===== RECORDS =====
//! Unit kinds, units and bases.
//!
//! [`UnitKind`] carries the fixed stat table. [`Unit`] and [`Base`] are the
//! mutable per-entity state owned by the [`World`](crate::world::World) arena.

use std::collections::BTreeSet;

use serde::{Deserialize, Serialize};

use crate::math::Position;
use crate::team::Team;

/// Stable unit identifier, assigned in spawn order and never reused.
pub type UnitId = u64;

/// Index of a base inside the world's base arena.
pub type BaseId = usize;

/// Maximum hp of every base.
pub const BASE_MAX_HP: i32 = 5000;

/// Caster area-burst radius (Manhattan, around the primary target).
pub const CASTER_AOE_RADIUS: i32 = 1;

/// Doctor heal per turn per ally.
pub const DOCTOR_HEAL_AMOUNT: i32 = 30;

/// Doctor heal radius (Manhattan).
pub const DOCTOR_HEAL_RADIUS: i32 = 2;

/// Fixed combat statistics of a unit kind.
#[derive(Debug, Clone, Copy, PartialEq, Eq, Serialize, Deserialize)]
pub struct UnitStats {
    /// Maximum and starting hp.
    pub max_hp: i32,
    /// Raw attack damage.
    pub attack: i32,
    /// Attack range (Chebyshev).
    pub attack_range: i32,
    /// Vision range (Chebyshev).
    pub vision_range: i32,
    /// Cells moved per turn.
    pub speed: i32,
    /// Flat damage reduction.
    pub armor: i32,
    /// Purchase cost in energy.
    pub cost: i32,
}

/// The five combat roles.
#[derive(Debug, Clone, Copy, PartialEq, Eq, Hash, PartialOrd, Ord, Serialize, Deserialize)]
#[serde(rename_all = "snake_case")]
pub enum UnitKind {
    /// Ranged damage dealer.
    Archer,
    /// Armored melee.
    Infantry,
    /// Fast melee.
    Cavalry,
    /// Ranged area damage.
    Caster,
    /// Heals nearby allies.
    Doctor,
}

impl UnitKind {
    /// All kinds in code order.
    pub const ALL: [Self; 5] = [
        Self::Archer,
        Self::Infantry,
        Self::Cavalry,
        Self::Caster,
        Self::Doctor,
    ];

    /// Stat table.
    ///
    /// # Example
    ///
    /// ```
    /// use skirmish_core::unit::UnitKind;
    ///
    /// let stats = UnitKind::Infantry.stats();
    /// assert_eq!(stats.max_hp, 180);
    /// assert_eq!(stats.armor, 20);
    /// ```
    #[must_use]
    pub const fn stats(self) -> UnitStats {
        match self {
            Self::Archer => UnitStats {
                max_hp: 100,
                attack: 50,
                attack_range: 3,
                vision_range: 7,
                speed: 1,
                armor: 5,
                cost: 80,
            },
            Self::Infantry => UnitStats {
                max_hp: 180,
                attack: 70,
                attack_range: 1,
                vision_range: 4,
                speed: 1,
                armor: 20,
                cost: 80,
            },
            Self::Cavalry => UnitStats {
                max_hp: 170,
                attack: 60,
                attack_range: 1,
                vision_range: 5,
                speed: 3,
                armor: 15,
                cost: 100,
            },
            Self::Caster => UnitStats {
                max_hp: 90,
                attack: 50,
                attack_range: 3,
                vision_range: 7,
                speed: 1,
                armor: 0,
                cost: 100,
            },
            Self::Doctor => UnitStats {
                max_hp: 120,
                attack: 10,
                attack_range: 1,
                vision_range: 3,
                speed: 1,
                armor: 5,
                cost: 80,
            },
        }
    }

    /// Purchase cost in energy.
    #[must_use]
    pub const fn cost(self) -> i32 {
        self.stats().cost
    }

    /// Energy credited to the killer's team (half the cost, floored).
    #[must_use]
    pub const fn kill_reward(self) -> i32 {
        self.cost() / 2
    }

    /// Numeric code used by action payloads (0..=4).
    #[must_use]
    pub const fn code(self) -> i32 {
        match self {
            Self::Archer => 0,
            Self::Infantry => 1,
            Self::Cavalry => 2,
            Self::Caster => 3,
            Self::Doctor => 4,
        }
    }

    /// Kind from its numeric code.
    #[must_use]
    pub const fn from_code(code: i32) -> Option<Self> {
        match code {
            0 => Some(Self::Archer),
            1 => Some(Self::Infantry),
            2 => Some(Self::Cavalry),
            3 => Some(Self::Caster),
            4 => Some(Self::Doctor),
            _ => None,
        }
    }

    /// Kind from a case-insensitive name.
    #[must_use]
    pub fn from_name(name: &str) -> Option<Self> {
        Self::ALL
            .into_iter()
            .find(|kind| kind.name().eq_ignore_ascii_case(name))
    }

    /// Display name.
    #[must_use]
    pub const fn name(self) -> &'static str {
        match self {
            Self::Archer => "Archer",
            Self::Infantry => "Infantry",
            Self::Cavalry => "Cavalry",
            Self::Caster => "Caster",
            Self::Doctor => "Doctor",
        }
    }

    /// Melee kinds have an attack range of at most one cell.
    #[must_use]
    pub const fn is_melee(self) -> bool {
        self.stats().attack_range <= 1
    }
}

impl std::fmt::Display for UnitKind {
    fn fmt(&self, f: &mut std::fmt::Formatter<'_>) -> std::fmt::Result {
        f.write_str(self.name())
    }
}

/// A purchased combat unit.
#[derive(Debug, Clone, PartialEq, Eq, Serialize, Deserialize)]
pub struct Unit {
    /// Stable identifier.
    pub id: UnitId,
    /// Combat role.
    pub kind: UnitKind,
    /// Owning team.
    pub team: Team,
    /// Current cell.
    pub position: Position,
    hp: i32,
    max_hp: i32,
    alive: bool,
    /// Enemies this unit saw itself at the last vision refresh.
    pub last_turn_visible: BTreeSet<UnitId>,
    /// Enemies relayed by teammates within communication range.
    pub shared_visible: BTreeSet<UnitId>,
}

impl Unit {
    /// Create a unit at full health.
    #[must_use]
    pub fn new(id: UnitId, kind: UnitKind, team: Team, position: Position) -> Self {
        let max_hp = kind.stats().max_hp;
        Self {
            id,
            kind,
            team,
            position,
            hp: max_hp,
            max_hp,
            alive: true,
            last_turn_visible: BTreeSet::new(),
            shared_visible: BTreeSet::new(),
        }
    }

    /// Current hp.
    #[must_use]
    pub const fn hp(&self) -> i32 {
        self.hp
    }

    /// Maximum hp.
    #[must_use]
    pub const fn max_hp(&self) -> i32 {
        self.max_hp
    }

    /// Whether the unit is still in play.
    #[must_use]
    pub const fn is_alive(&self) -> bool {
        self.alive
    }

    /// Kind statistics.
    #[must_use]
    pub const fn stats(&self) -> UnitStats {
        self.kind.stats()
    }

    /// Apply incoming damage after armor.
    ///
    /// Returns the hp actually removed.
    ///
    /// # Example
    ///
    /// ```
    /// use skirmish_core::math::Position;
    /// use skirmish_core::team::Team;
    /// use skirmish_core::unit::{Unit, UnitKind};
    ///
    /// let mut archer = Unit::new(1, UnitKind::Archer, Team::B, Position::new(0, 0));
    /// assert_eq!(archer.take_damage(70), 65);
    /// assert_eq!(archer.hp(), 35);
    /// ```
    pub fn take_damage(&mut self, amount: i32) -> i32 {
        let actual = (amount - self.stats().armor).max(0);
        let before = self.hp;
        self.hp -= actual;
        if self.hp <= 0 {
            self.hp = 0;
            self.alive = false;
        }
        before - self.hp
    }

    /// Set hp, clamped to `[0, max_hp]`; reaching zero kills the unit.
    pub fn set_hp(&mut self, value: i32) {
        self.hp = value.clamp(0, self.max_hp);
        if self.hp == 0 {
            self.alive = false;
        }
    }

    /// Whether `target` is within attack range (Chebyshev).
    #[must_use]
    pub const fn can_attack(&self, target: Position) -> bool {
        self.position.chebyshev(target) <= self.stats().attack_range
    }

    /// Whether `target` is within vision range (Chebyshev).
    #[must_use]
    pub const fn can_see(&self, target: Position) -> bool {
        self.position.chebyshev(target) <= self.stats().vision_range
    }

    /// Whether `enemy` is visible directly or through relayed vision.
    #[must_use]
    pub fn detects(&self, enemy: &Unit) -> bool {
        self.can_see(enemy.position) || self.shared_visible.contains(&enemy.id)
    }
}

/// A team base: a fixed, unarmored damage sink.
#[derive(Debug, Clone, PartialEq, Eq, Serialize, Deserialize)]
pub struct Base {
    /// Arena index.
    pub id: BaseId,
    /// Owning team.
    pub team: Team,
    /// Cell occupied by the base.
    pub position: Position,
    hp: i32,
    max_hp: i32,
}

impl Base {
    /// Create a base at full health.
    #[must_use]
    pub const fn new(id: BaseId, team: Team, position: Position, max_hp: i32) -> Self {
        Self {
            id,
            team,
            position,
            hp: max_hp,
            max_hp,
        }
    }

    /// Current hp.
    #[must_use]
    pub const fn hp(&self) -> i32 {
        self.hp
    }

    /// Maximum hp.
    #[must_use]
    pub const fn max_hp(&self) -> i32 {
        self.max_hp
    }

    /// A base is in play while it has hp left.
    #[must_use]
    pub const fn is_alive(&self) -> bool {
        self.hp > 0
    }

    /// Apply full damage (bases have no armor), clamped at zero.
    ///
    /// Returns the hp actually removed.
    pub fn take_damage(&mut self, amount: i32) -> i32 {
        let before = self.hp;
        self.hp = (self.hp - amount.max(0)).max(0);
        before - self.hp
    }
}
=====
ACTIVITY -> From the opening line of the data above, please print each line as written up to and including the line that contains "pub const fn stats(self)", and nothing more.

ANSWER TO THE EXERCISE ->
//! Unit kinds, units and bases.
//!
//! [`UnitKind`] carries the fixed stat table. [`Unit`] and [`Base`] are the
//! mutable per-entity state owned by the [`World`](crate::world::World) arena.

use std::collections::BTreeSet;

use serde::{Deserialize, Serialize};

use crate::math::Position;
use crate::team::Team;

/// Stable unit identifier, assigned in spawn order and never reused.
pub type UnitId = u64;

/// Index of a base inside the world's base arena.
pub type BaseId = usize;

/// Maximum hp of every base.
pub const BASE_MAX_HP: i32 = 5000;

/// Caster area-burst radius (Manhattan, around the primary target).
pub const CASTER_AOE_RADIUS: i32 = 1;

/// Doctor heal per turn per ally.
pub const DOCTOR_HEAL_AMOUNT: i32 = 30;

/// Doctor heal radius (Manhattan).
pub const DOCTOR_HEAL_RADIUS: i32 = 2;

/// Fixed combat statistics of a unit kind.
#[derive(Debug, Clone, Copy, PartialEq, Eq, Serialize, Deserialize)]
pub struct UnitStats {
    /// Maximum and starting hp.
    pub max_hp: i32,
    /// Raw attack damage.
    pub attack: i32,
    /// Attack range (Chebyshev).
    pub attack_range: i32,
    /// Vision range (Chebyshev).
    pub vision_range: i32,
    /// Cells moved per turn.
    pub speed: i32,
    /// Flat damage reduction.
    pub armor: i32,
    /// Purchase cost in energy.
    pub cost: i32,
}

/// The five combat roles.
#[derive(Debug, Clone, Copy, PartialEq, Eq, Hash, PartialOrd, Ord, Serialize, Deserialize)]
#[serde(rename_all = "snake_case")]
pub enum UnitKind {
    /// Ranged damage dealer.
    Archer,
    /// Armored melee.
    Infantry,
    /// Fast melee.
    Cavalry,
    /// Ranged area damage.
    Caster,
    /// Heals nearby allies.
    Doctor,
}

impl UnitKind {
    /// All kinds in code order.
    pub const ALL: [Self; 5] = [
        Self::Archer,
        Self::Infantry,
        Self::Cavalry,
        Self::Caster,
        Self::Doctor,
    ];

    /// Stat table.
    ///
    /// # Example
    ///
    /// ```
    /// use skirmish_core::unit::UnitKind;
    ///
    /// let stats = UnitKind::Infantry.stats();
    /// assert_eq!(stats.max_hp, 180);
    /// assert_eq!(stats.armor, 20);
    /// ```
    #[must_use]
    pub const fn stats(self) -> UnitStats {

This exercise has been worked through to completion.